It is an object of an aspect of the invention to provide a recoil buffer assembly for a firearm having a fixed or collapsible stock that provides both a mechanical resistance and a hydraulic resistance to recoil.

The invention provides a hydraulic recoil buffer assembly for a firearm having a fixed or collapsible stock assembly. The recoil buffer assembly includes an end cylinder having a forward end adapted for securing to the receiver or pistol grip assembly of the firearm, a hydraulic shock absorption assembly operatively associated with the end cylinder to produce a hydraulic resistance to a rearward movement of the end cylinder during recoil of the firearm, and at least one spring to provide preload and return the recoil buffer to a battery position. The aft end of the end cylinder is disposed within the axially extending cavity of the extension tube of the stock assembly and is slidably translatable with respect to the extension tube. The orifice restricted fluid flow passage may include at least one fixed flow area orifice or at least one adjustable flow area orifice. In an embodiment, the hydraulic shock absorption assembly has a fixed volume fluid chamber, a variable volume fluid chamber, and an orifice restricted fluid flow passage connecting the variable volume fluid chamber in fluid flow communication with the fixed volume fluid chamber.

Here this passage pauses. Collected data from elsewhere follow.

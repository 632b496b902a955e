use std::path::PathBuf;

use clap::Parser;

#[derive(Parser, Debug)]
#[command(author, version, about, long_about = None)]
pub struct Args {
    /// Path to the first file to compare
    pub file1: PathBuf,

    /// Path to the second file to compare
    pub file2: PathBuf,

    /// Ignore lines whose first non-blank character is '#'
    #[arg(short = 'c', long)]
    pub ignore_comments: bool,

    /// Ignore whitespace differences, including runs inside a line
    #[arg(short = 'w', long)]
    pub ignore_whitespace: bool,
}

#[derive(Debug, Default, Clone, Copy)]
pub struct Options {
    pub ignore_comments: bool,
    pub ignore_whitespace: bool,
}

pub fn build_options(args: &Args) -> Options {
    Options {
        ignore_comments: args.ignore_comments,
        ignore_whitespace: args.ignore_whitespace,
    }
}
//! # Lifecycle Hooks
//!
//! Every matched request walks the same fixed pipeline. Hooks plug into seven of its
//! stages:
//!
//! ```mermaid
//! flowchart TD
//!     A[on_global_request] --> B{route match}
//!     B -->|no match| E[on_global_error]
//!     B --> C[on_transform]
//!     C --> D[input validation]
//!     D --> F[on_before_handle]
//!     F --> G[handler]
//!     G --> H[on_after_handle]
//!     H --> I[output validation]
//!     I --> J[on_map_response]
//!     J --> K[serialize]
//!     K --> L[on_global_after_response, deferred]
//!     E --> L
//! ```
//!
//! ## Return contracts
//!
//! | Stage | Callback returns |
//! |-------|------------------|
//! | global request, transform, before handle | [`HookOutcome`]: continue, patch the context, or respond |
//! | after handle, map response | `Option<Reply>`: replace the value, or short-circuit with `Reply::Response` |
//! | global error | `Option<Response>`: replace the default error response |
//! | global after response | `()`; runs after the response is returned |
//!
//! ## Scope
//!
//! `on_global_*` hooks are [`HookScope::Global`] and always propagate to a parent
//! application on composition. The rest are [`HookScope::Local`] and propagate only
//! from applications marked exported. Propagated hooks keep their [`HookId`], so
//! a hook reaching a parent twice is registered once.
//!
//! [`HookId`]: crate::ids::HookId

mod core;
mod registry;

pub use core::{
    AfterResponseHookFn, ErrorHookFn, Hook, HookOutcome, HookScope, RequestHookFn,
    ResponseHookFn, Stage,
};
pub use futures::future::BoxFuture;
pub use registry::HookRegistry;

In an embodiment of the hydraulic recoil buffer of the invention, the hydraulic shock absorption assembly further includes a shock tube having a closed end and an open end and defining an axially extending cavity, an axially extending piston rod having a proximal end and a distal end, and a piston head associated with the proximal end of the piston rod. The piston head is received within the open end of the shock tube and is axially translatable within the cavity of the shock tube. The space within the cavity of the shock tube between the closed end of the shock tube and the piston head defines a variable volume fluid chamber. A return coil spring is disposed within the cavity of the shock tube and extends between the closed end of the shock tube and the piston head. A retaining body is disposed about the piston rod and has a central axially extending bore through which the piston rod translates. The retaining body includes a cavity defining a fixed volume chamber. A recoil coil spring is disposed about the piston rod and is operatively associated with the end cylinder to resist rearward movement of the end cylinder. The hydraulic shock absorption assembly may be disposed in the cavity of the extension tube of the stock assembly with the shock tube positioned in a rearward portion of the cavity of the extension tube and the distal end of the piston rod connected to the aft end of the end cylinder, or with the shock tube received in an axially elongated cavity within the end cylinder and the distal end of the piston rod connected to an end plug body disposed within a rearward portion of the cavity of the extension tube.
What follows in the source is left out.